Et ce n’est pas tout. Le troisième jour de la visite, le Pape a célébré la Divine Liturgie byzantine à Prešov. À l’autel, à ses côtés, les principaux concélébrants étaient l’archevêque métropolitain de Prešov Ján Babjak SJ et l’archevêque Cyril Vasiľ SJ, éparque de Košice. Après la messe, en chemin, le Pape a fait un arrêt inattendu : une visite surprise pour saluer les collaborateurs dans la cuisine de la Maison de retraites Saint-Ignace à Prešov, à un kilomètre du lieu de la célébration, où le repas était préparé pour les évêques participants, alors que le Pape au lieu allait manger àKošice.

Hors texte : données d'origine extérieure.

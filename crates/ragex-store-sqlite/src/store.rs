//! [`SqliteStore`], the SQLite implementation of [`ExperimentStore`].

use std::path::Path;

use chrono::Utc;
use ragex_core::{
  dataset::{Dataset, DatasetStats, Query, QueryInput},
  knowledge_base::{Document, DocumentInput, KnowledgeBase, KnowledgeBaseStats},
  reconcile::{validate_dataset_batch, validate_knowledge_base_batch},
  store::{DocumentFilter, ExperimentStore, Page, QueryFilter},
};
use rusqlite::{Connection, OptionalExtension as _, params};
use tracing::info;

use crate::{
  Result,
  encode::{RawDataset, RawDocument, RawGroundTruth, RawKnowledgeBase, RawQuery},
  reconcile,
  schema::SCHEMA,
};

// ─── Store ───────────────────────────────────────────────────────────────────

/// An experiment store backed by a single SQLite file.
///
/// Cloning is cheap; the inner connection is reference-counted.
#[derive(Clone)]
pub struct SqliteStore {
  conn: tokio_rusqlite::Connection,
}

impl SqliteStore {
  /// Open (or create) a store at `path` and run schema initialisation.
  pub async fn open(path: impl AsRef<Path>) -> Result<Self> {
    let conn = tokio_rusqlite::Connection::open(path).await?;
    let store = Self { conn };
    store.init_schema().await?;
    Ok(store)
  }

  /// Open an in-memory store for tests.
  pub async fn open_in_memory() -> Result<Self> {
    let conn = tokio_rusqlite::Connection::open_in_memory().await?;
    let store = Self { conn };
    store.init_schema().await?;
    Ok(store)
  }

  async fn init_schema(&self) -> Result<()> {
    self
      .conn
      .call(|conn| {
        conn.execute_batch(SCHEMA)?;
        Ok(())
      })
      .await?;
    Ok(())
  }
}

/// `(LIMIT, OFFSET)` bind values; values past `i64::MAX` saturate.
fn page_bounds(page: Page) -> (i64, i64) {
  (
    i64::try_from(page.limit).unwrap_or(i64::MAX),
    i64::try_from(page.offset).unwrap_or(i64::MAX),
  )
}

// ─── Row loaders ─────────────────────────────────────────────────────────────

fn load_ground_truths(
  conn: &Connection,
  query_id: i64,
) -> rusqlite::Result<Vec<RawGroundTruth>> {
  let sql = format!(
    "SELECT {}
     FROM query_ground_truths qg
     JOIN ground_truths g              ON g.id = qg.ground_truth_id
     LEFT JOIN hierarchical_metadata m ON m.id = g.hierarchical_metadata_id
     WHERE qg.query_id = ?1
     ORDER BY g.id",
    RawGroundTruth::COLUMNS
  );
  let mut stmt = conn.prepare(&sql)?;
  stmt
    .query_map(params![query_id], RawGroundTruth::from_row)?
    .collect()
}

fn decode_query(raw: RawQuery, gts: Vec<RawGroundTruth>) -> Result<Query> {
  let ground_truths = gts
    .into_iter()
    .map(RawGroundTruth::into_ground_truth)
    .collect::<Result<Vec<_>>>()?;
  raw.into_query(ground_truths)
}

fn select_knowledge_base(
  conn: &Connection,
  id: i64,
) -> rusqlite::Result<Option<RawKnowledgeBase>> {
  let sql = format!(
    "SELECT {} FROM knowledge_bases WHERE id = ?1",
    RawKnowledgeBase::COLUMNS
  );
  conn
    .query_row(&sql, params![id], RawKnowledgeBase::from_row)
    .optional()
}

fn select_dataset(conn: &Connection, id: i64) -> rusqlite::Result<Option<RawDataset>> {
  let sql = format!("SELECT {} FROM datasets WHERE id = ?1", RawDataset::COLUMNS);
  conn
    .query_row(&sql, params![id], RawDataset::from_row)
    .optional()
}

/// Get-or-create a dataset inside its own transaction.
fn ensure_dataset_row(conn: &mut Connection, name: &str) -> Result<RawDataset> {
  let tx = conn.transaction()?;
  let (id, created) = reconcile::get_or_create_dataset(&tx, name, Utc::now())?;
  let raw = select_dataset(&tx, id)?.ok_or(rusqlite::Error::QueryReturnedNoRows)?;
  tx.commit()?;
  if created {
    info!(dataset = %name, id, "dataset created");
  }
  Ok(raw)
}

/// Get-or-create a knowledge base; an existing one gets `updated_at` stamped.
fn ensure_knowledge_base_row(
  conn: &mut Connection,
  name: &str,
) -> Result<RawKnowledgeBase> {
  let now = Utc::now();
  let tx = conn.transaction()?;
  let (id, created) = reconcile::get_or_create_knowledge_base(&tx, name, now)?;
  if !created {
    reconcile::touch_knowledge_base(&tx, id, now)?;
  }
  let raw =
    select_knowledge_base(&tx, id)?.ok_or(rusqlite::Error::QueryReturnedNoRows)?;
  tx.commit()?;
  if created {
    info!(knowledge_base = %name, id, "knowledge base created");
  }
  Ok(raw)
}

// ─── ExperimentStore impl ────────────────────────────────────────────────────

impl ExperimentStore for SqliteStore {
  type Error = crate::Error;

  // ── Datasets ──────────────────────────────────────────────────────────────

  async fn ensure_dataset(&self, name: String) -> Result<Dataset> {
    validate_dataset_batch(&name, &[])?;

    let raw = self
      .conn
      .call(move |conn| Ok(ensure_dataset_row(conn, &name)))
      .await??;

    raw.into_dataset()
  }

  async fn reconcile_dataset(
    &self,
    name: String,
    queries: Vec<QueryInput>,
  ) -> Result<DatasetStats> {
    validate_dataset_batch(&name, &queries)?;

    let stats = self
      .conn
      .call(move |conn| {
        Ok(reconcile::dataset(conn, &name, &queries, Utc::now()).map(|stats| {
          info!(
            dataset = %name,
            added = stats.queries_added,
            updated = stats.queries_updated,
            obsolete = stats.queries_marked_obsolete,
            ground_truths = stats.ground_truths_added,
            "dataset reconciled"
          );
          stats
        }))
      })
      .await??;

    Ok(stats)
  }

  async fn get_dataset(&self, id: i64) -> Result<Option<Dataset>> {
    let raw = self
      .conn
      .call(move |conn| Ok(select_dataset(conn, id)?))
      .await?;

    raw.map(RawDataset::into_dataset).transpose()
  }

  async fn list_datasets(&self, page: Page) -> Result<Vec<Dataset>> {
    let (limit_val, offset_val) = page_bounds(page);

    let raws: Vec<RawDataset> = self
      .conn
      .call(move |conn| {
        let sql = format!(
          "SELECT {} FROM datasets ORDER BY id LIMIT ?1 OFFSET ?2",
          RawDataset::COLUMNS
        );
        let mut stmt = conn.prepare(&sql)?;
        let rows = stmt
          .query_map(params![limit_val, offset_val], RawDataset::from_row)?
          .collect::<rusqlite::Result<Vec<_>>>()?;
        Ok(rows)
      })
      .await?;

    raws.into_iter().map(RawDataset::into_dataset).collect()
  }

  // ── Queries ───────────────────────────────────────────────────────────────

  async fn list_queries(&self, filter: QueryFilter) -> Result<Vec<Query>> {
    let (limit_val, offset_val) = page_bounds(filter.page);

    let raws: Vec<RawQuery> = self
      .conn
      .call(move |conn| {
        let sql = format!(
          "SELECT {} FROM queries
           WHERE (?1 IS NULL OR dataset_id = ?1)
             AND (?2 IS NULL OR obsolete = ?2)
           ORDER BY dataset_id, position_id, version
           LIMIT ?3 OFFSET ?4",
          RawQuery::COLUMNS
        );
        let mut stmt = conn.prepare(&sql)?;
        let rows = stmt
          .query_map(
            params![filter.dataset_id, filter.obsolete, limit_val, offset_val],
            RawQuery::from_row,
          )?
          .collect::<rusqlite::Result<Vec<_>>>()?;
        Ok(rows)
      })
      .await?;

    raws.into_iter().map(|raw| raw.into_query(Vec::new())).collect()
  }

  async fn get_query(&self, id: i64) -> Result<Option<Query>> {
    let found = self
      .conn
      .call(move |conn| {
        let sql = format!("SELECT {} FROM queries WHERE id = ?1", RawQuery::COLUMNS);
        let Some(raw) = conn
          .query_row(&sql, params![id], RawQuery::from_row)
          .optional()?
        else {
          return Ok(None);
        };
        let gts = load_ground_truths(conn, raw.id)?;
        Ok(Some((raw, gts)))
      })
      .await?;

    found.map(|(raw, gts)| decode_query(raw, gts)).transpose()
  }

  async fn query_history(&self, dataset_id: i64, position_id: u32) -> Result<Vec<Query>> {
    let rows = self
      .conn
      .call(move |conn| {
        let sql = format!(
          "SELECT {} FROM queries
           WHERE dataset_id = ?1 AND position_id = ?2
           ORDER BY version",
          RawQuery::COLUMNS
        );
        let mut stmt = conn.prepare(&sql)?;
        let raws = stmt
          .query_map(params![dataset_id, position_id], RawQuery::from_row)?
          .collect::<rusqlite::Result<Vec<_>>>()?;

        let mut rows = Vec::with_capacity(raws.len());
        for raw in raws {
          let gts = load_ground_truths(conn, raw.id)?;
          rows.push((raw, gts));
        }
        Ok(rows)
      })
      .await?;

    rows
      .into_iter()
      .map(|(raw, gts)| decode_query(raw, gts))
      .collect()
  }

  // ── Knowledge bases ───────────────────────────────────────────────────────

  async fn ensure_knowledge_base(&self, name: String) -> Result<KnowledgeBase> {
    validate_knowledge_base_batch(&name, &[])?;

    let raw = self
      .conn
      .call(move |conn| Ok(ensure_knowledge_base_row(conn, &name)))
      .await??;

    raw.into_knowledge_base()
  }

  async fn reconcile_knowledge_base(
    &self,
    name: String,
    documents: Vec<DocumentInput>,
  ) -> Result<KnowledgeBaseStats> {
    validate_knowledge_base_batch(&name, &documents)?;

    let stats = self
      .conn
      .call(move |conn| {
        Ok(
          reconcile::knowledge_base(conn, &name, &documents, Utc::now()).map(|stats| {
            info!(
              knowledge_base = %name,
              added = stats.documents_added,
              updated = stats.documents_updated,
              obsolete = stats.documents_marked_obsolete,
              deleted = stats.documents_marked_deleted,
              "knowledge base reconciled"
            );
            stats
          }),
        )
      })
      .await??;

    Ok(stats)
  }

  async fn get_knowledge_base(&self, id: i64) -> Result<Option<KnowledgeBase>> {
    let raw = self
      .conn
      .call(move |conn| Ok(select_knowledge_base(conn, id)?))
      .await?;

    raw.map(RawKnowledgeBase::into_knowledge_base).transpose()
  }

  async fn list_knowledge_bases(&self, page: Page) -> Result<Vec<KnowledgeBase>> {
    let (limit_val, offset_val) = page_bounds(page);

    let raws: Vec<RawKnowledgeBase> = self
      .conn
      .call(move |conn| {
        let sql = format!(
          "SELECT {} FROM knowledge_bases ORDER BY id LIMIT ?1 OFFSET ?2",
          RawKnowledgeBase::COLUMNS
        );
        let mut stmt = conn.prepare(&sql)?;
        let rows = stmt
          .query_map(params![limit_val, offset_val], RawKnowledgeBase::from_row)?
          .collect::<rusqlite::Result<Vec<_>>>()?;
        Ok(rows)
      })
      .await?;

    raws
      .into_iter()
      .map(RawKnowledgeBase::into_knowledge_base)
      .collect()
  }

  // ── Documents ─────────────────────────────────────────────────────────────

  async fn list_documents(
    &self,
    knowledge_base_id: i64,
    active_only: bool,
  ) -> Result<Vec<Document>> {
    let raws: Vec<RawDocument> = self
      .conn
      .call(move |conn| {
        let active_clause = if active_only {
          "AND obsolete = 0 AND deleted = 0"
        } else {
          ""
        };
        let sql = format!(
          "SELECT {} FROM documents
           WHERE knowledge_base_id = ?1 {active_clause}
           ORDER BY filename, version DESC",
          RawDocument::COLUMNS
        );
        let mut stmt = conn.prepare(&sql)?;
        let rows = stmt
          .query_map(params![knowledge_base_id], RawDocument::from_row)?
          .collect::<rusqlite::Result<Vec<_>>>()?;
        Ok(rows)
      })
      .await?;

    raws.into_iter().map(RawDocument::into_document).collect()
  }

  async fn list_all_documents(&self, filter: DocumentFilter) -> Result<Vec<Document>> {
    let (limit_val, offset_val) = page_bounds(filter.page);

    let raws: Vec<RawDocument> = self
      .conn
      .call(move |conn| {
        let sql = format!(
          "SELECT {} FROM documents
           WHERE (?1 IS NULL OR type = ?1)
           ORDER BY id
           LIMIT ?2 OFFSET ?3",
          RawDocument::COLUMNS
        );
        let mut stmt = conn.prepare(&sql)?;
        let rows = stmt
          .query_map(
            params![filter.doc_type, limit_val, offset_val],
            RawDocument::from_row,
          )?
          .collect::<rusqlite::Result<Vec<_>>>()?;
        Ok(rows)
      })
      .await?;

    raws.into_iter().map(RawDocument::into_document).collect()
  }

  async fn find_document_by_hash(&self, hash: String) -> Result<Option<Document>> {
    let raw = self
      .conn
      .call(move |conn| {
        let sql = format!(
          "SELECT {} FROM documents WHERE hash = ?1 ORDER BY id DESC LIMIT 1",
          RawDocument::COLUMNS
        );
        Ok(
          conn
            .query_row(&sql, params![hash], RawDocument::from_row)
            .optional()?,
        )
      })
      .await?;

    raw.map(RawDocument::into_document).transpose()
  }

  async fn get_document(&self, id: i64) -> Result<Option<Document>> {
    let raw = self
      .conn
      .call(move |conn| {
        let sql = format!("SELECT {} FROM documents WHERE id = ?1", RawDocument::COLUMNS);
        Ok(
          conn
            .query_row(&sql, params![id], RawDocument::from_row)
            .optional()?,
        )
      })
      .await?;

    raw.map(RawDocument::into_document).transpose()
  }

  async fn document_history(
    &self,
    knowledge_base_id: i64,
    filename: String,
  ) -> Result<Vec<Document>> {
    let raws: Vec<RawDocument> = self
      .conn
      .call(move |conn| {
        let sql = format!(
          "SELECT {} FROM documents
           WHERE knowledge_base_id = ?1 AND filename = ?2
           ORDER BY version",
          RawDocument::COLUMNS
        );
        let mut stmt = conn.prepare(&sql)?;
        let rows = stmt
          .query_map(params![knowledge_base_id, filename], RawDocument::from_row)?
          .collect::<rusqlite::Result<Vec<_>>>()?;
        Ok(rows)
      })
      .await?;

    raws.into_iter().map(RawDocument::into_document).collect()
  }
}
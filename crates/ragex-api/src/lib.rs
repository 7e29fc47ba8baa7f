//! JSON REST API for the RAG experiment store.
//!
//! Exposes an axum [`Router`] backed by any
//! [`ragex_core::store::ExperimentStore`]. TLS, CORS, and transport concerns
//! are the caller's responsibility.
//!
//! # Mounting
//!
//! ```rust,ignore
//! .nest("/api/v1", ragex_api::api_router(store.clone()))
//! ```

pub mod datasets;
pub mod documents;
pub mod error;
pub mod knowledge_bases;
pub mod metrics;
pub mod queries;

use std::sync::Arc;

use axum::{
  Router,
  routing::{get, post},
};
use ragex_core::store::{ExperimentStore, Page};
use serde::Deserialize;

pub use error::ApiError;

/// `?skip&limit` pagination shared by the list endpoints.
#[derive(Debug, Deserialize, Default)]
pub struct PageParams {
  pub skip:  Option<usize>,
  pub limit: Option<usize>,
}

impl From<PageParams> for Page {
  fn from(params: PageParams) -> Self {
    let default = Page::default();
    Page {
      offset: params.skip.unwrap_or(default.offset),
      limit:  params.limit.unwrap_or(default.limit),
    }
  }
}

/// Build a fully-materialised API router for `store`.
///
/// The returned `Router<()>` can be nested into any parent router regardless
/// of its own state type.
pub fn api_router<S>(store: Arc<S>) -> Router<()>
where
  S: ExperimentStore + 'static,
{
  Router::new()
    // Datasets
    .route("/datasets", get(datasets::list::<S>).post(datasets::create::<S>))
    .route("/datasets/{id}", get(datasets::get_one::<S>))
    .route("/datasets/{id}/queries", get(datasets::queries::<S>))
    .route(
      "/datasets/{id}/positions/{position_id}/history",
      get(datasets::history::<S>),
    )
    // Queries
    .route("/queries", get(queries::list::<S>))
    .route("/queries/{id}", get(queries::get_one::<S>))
    // Knowledge bases
    .route(
      "/knowledge-bases",
      get(knowledge_bases::list::<S>).post(knowledge_bases::create::<S>),
    )
    .route("/knowledge-bases/{id}", get(knowledge_bases::get_one::<S>))
    .route(
      "/knowledge-bases/{id}/documents",
      get(knowledge_bases::documents::<S>),
    )
    .route(
      "/knowledge-bases/{id}/documents/history",
      get(knowledge_bases::history::<S>),
    )
    // Documents
    .route("/documents", get(documents::list::<S>))
    .route("/documents/{id}", get(documents::get_one::<S>))
    .route("/documents/check-hash/{hash}", get(documents::check_hash::<S>))
    // Metrics
    .route("/metrics/compute", post(metrics::compute))
    .with_state(store)
}
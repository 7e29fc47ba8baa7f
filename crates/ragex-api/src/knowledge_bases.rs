//! Handlers for `/knowledge-bases` endpoints.
//!
//! | Method | Path | Notes |
//! |--------|------|-------|
//! | `GET`  | `/knowledge-bases` | Optional `?skip&limit` |
//! | `POST` | `/knowledge-bases` | Body: `{"name":"…","documents":[…]}`; absent or empty `documents` only gets or creates |
//! | `GET`  | `/knowledge-bases/:id` | 404 if not found |
//! | `GET`  | `/knowledge-bases/:id/documents` | `?not_obsolete=false` includes history |
//! | `GET`  | `/knowledge-bases/:id/documents/history` | Requires `?filename=` |

use std::sync::Arc;

use axum::{
  Json,
  extract::{Path, Query, State},
  http::StatusCode,
  response::IntoResponse,
};
use ragex_core::{
  knowledge_base::{Document, DocumentInput, KnowledgeBase, KnowledgeBaseStats},
  reconcile::validate_knowledge_base_batch,
  store::ExperimentStore,
};
use serde::{Deserialize, Serialize};

use crate::{PageParams, error::ApiError};

async fn find<S: ExperimentStore>(store: &S, id: i64) -> Result<KnowledgeBase, ApiError> {
  store
    .get_knowledge_base(id)
    .await
    .map_err(ApiError::store)?
    .ok_or_else(|| ApiError::NotFound(format!("knowledge base {id} not found")))
}

// ─── List ─────────────────────────────────────────────────────────────────────

/// `GET /knowledge-bases[?skip=<n>][&limit=<n>]`
pub async fn list<S: ExperimentStore>(
  State(store): State<Arc<S>>,
  Query(params): Query<PageParams>,
) -> Result<Json<Vec<KnowledgeBase>>, ApiError> {
  let kbs = store
    .list_knowledge_bases(params.into())
    .await
    .map_err(ApiError::store)?;
  Ok(Json(kbs))
}

// ─── Create / reconcile ───────────────────────────────────────────────────────

#[derive(Debug, Deserialize)]
pub struct CreateBody {
  pub name:      String,
  /// Absent or empty means get-or-create only.
  pub documents: Option<Vec<DocumentInput>>,
}

#[derive(Debug, Serialize)]
pub struct KnowledgeBaseResponse {
  #[serde(flatten)]
  pub knowledge_base: KnowledgeBase,
  pub stats:          KnowledgeBaseStats,
}

/// `POST /knowledge-bases`, body: `{"name":"KB1","documents":[…]}`
pub async fn create<S: ExperimentStore>(
  State(store): State<Arc<S>>,
  Json(body): Json<CreateBody>,
) -> Result<impl IntoResponse, ApiError> {
  let documents = body.documents.unwrap_or_default();
  validate_knowledge_base_batch(&body.name, &documents)?;

  let (knowledge_base, stats) = if documents.is_empty() {
    let kb = store
      .ensure_knowledge_base(body.name)
      .await
      .map_err(ApiError::store)?;
    let stats = KnowledgeBaseStats::new(kb.id);
    (kb, stats)
  } else {
    let stats = store
      .reconcile_knowledge_base(body.name, documents)
      .await
      .map_err(ApiError::store)?;
    (find(store.as_ref(), stats.knowledge_base_id).await?, stats)
  };

  Ok((
    StatusCode::CREATED,
    Json(KnowledgeBaseResponse { knowledge_base, stats }),
  ))
}

// ─── Get one ──────────────────────────────────────────────────────────────────

/// `GET /knowledge-bases/:id`
pub async fn get_one<S: ExperimentStore>(
  State(store): State<Arc<S>>,
  Path(id): Path<i64>,
) -> Result<Json<KnowledgeBase>, ApiError> {
  Ok(Json(find(store.as_ref(), id).await?))
}

// ─── Documents ────────────────────────────────────────────────────────────────

#[derive(Debug, Deserialize)]
pub struct DocumentsParams {
  #[serde(default = "default_not_obsolete")]
  pub not_obsolete: bool,
}

fn default_not_obsolete() -> bool { true }

/// `GET /knowledge-bases/:id/documents[?not_obsolete=<bool>]`
pub async fn documents<S: ExperimentStore>(
  State(store): State<Arc<S>>,
  Path(id): Path<i64>,
  Query(params): Query<DocumentsParams>,
) -> Result<Json<Vec<Document>>, ApiError> {
  find(store.as_ref(), id).await?;

  let docs = store
    .list_documents(id, params.not_obsolete)
    .await
    .map_err(ApiError::store)?;
  Ok(Json(docs))
}

#[derive(Debug, Deserialize)]
pub struct HistoryParams {
  pub filename: String,
}

/// `GET /knowledge-bases/:id/documents/history?filename=<name>`
pub async fn history<S: ExperimentStore>(
  State(store): State<Arc<S>>,
  Path(id): Path<i64>,
  Query(params): Query<HistoryParams>,
) -> Result<Json<Vec<Document>>, ApiError> {
  find(store.as_ref(), id).await?;

  let versions = store
    .document_history(id, params.filename)
    .await
    .map_err(ApiError::store)?;
  Ok(Json(versions))
}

Les médias ont rapporté que le Pape était venu saluer ses confrères jésuites dans la Maison des Exercices spirituels, mais en réalité, la raison principale de cette visite imprévue au programme était le désir du Pape de répondre à une invitation du Supérieur de la communauté pour venir saluer ceux qui se dévouaient à la cuisine et ne pouvaient pas réaliser leur grand désir de participer à la liturgie avec le Pape.
Il convient de
mentionner que le Pape a rencontré la communauté juive de Slovaquie le 13
septembre à Bratislava. Grâce également à l’implication active des jésuites
slovaques dans la promotion du dialogue entre catholiques et juifs, ces
relations se sont beaucoup développées, surtout au cours des cinq dernières
années.
Je peux personnellement témoigner que la visite du Pape en Slovaquie a apporté un grand stimulus pour renforcer notre identité de jésuites en chacun de nous, membres de la Province slovaque. Des confrères de toutes les générations étaient présents : aussi bien ceux qui sont entrés dans la Compagnie dans la clandestinité pendant le communisme que ceux qui y sont entrés après 1989. Ceux qui manquaient étaient les novices. Cette année, en effet, notre noviciat était sans novice, et donc la caresse reçue du Pape s’est traduite aussi par notre prière au Seigneur pour qu’il appelle de nouveaux compagnons à le suivre sur le chemin de saint Ignace.
Sur les visages de
toutes les personnes présentes, nous avons pu voir comment la présence du Pape
parmi nous nous a rapprochés, comme membres de la même famille, avec toutes nos
différences individuelles, mais comme amis dans le Seigneur, unis dans la même
mission, prêts à aller sans délai là où le Pape veut nous envoyer. Être ensemble
autour du pape François, c’était comme être auprès d’un père aimant et aimé, d’un
grand-père sage, ce que la spiritualité de l’Orient chrétien appelle des
« starets ».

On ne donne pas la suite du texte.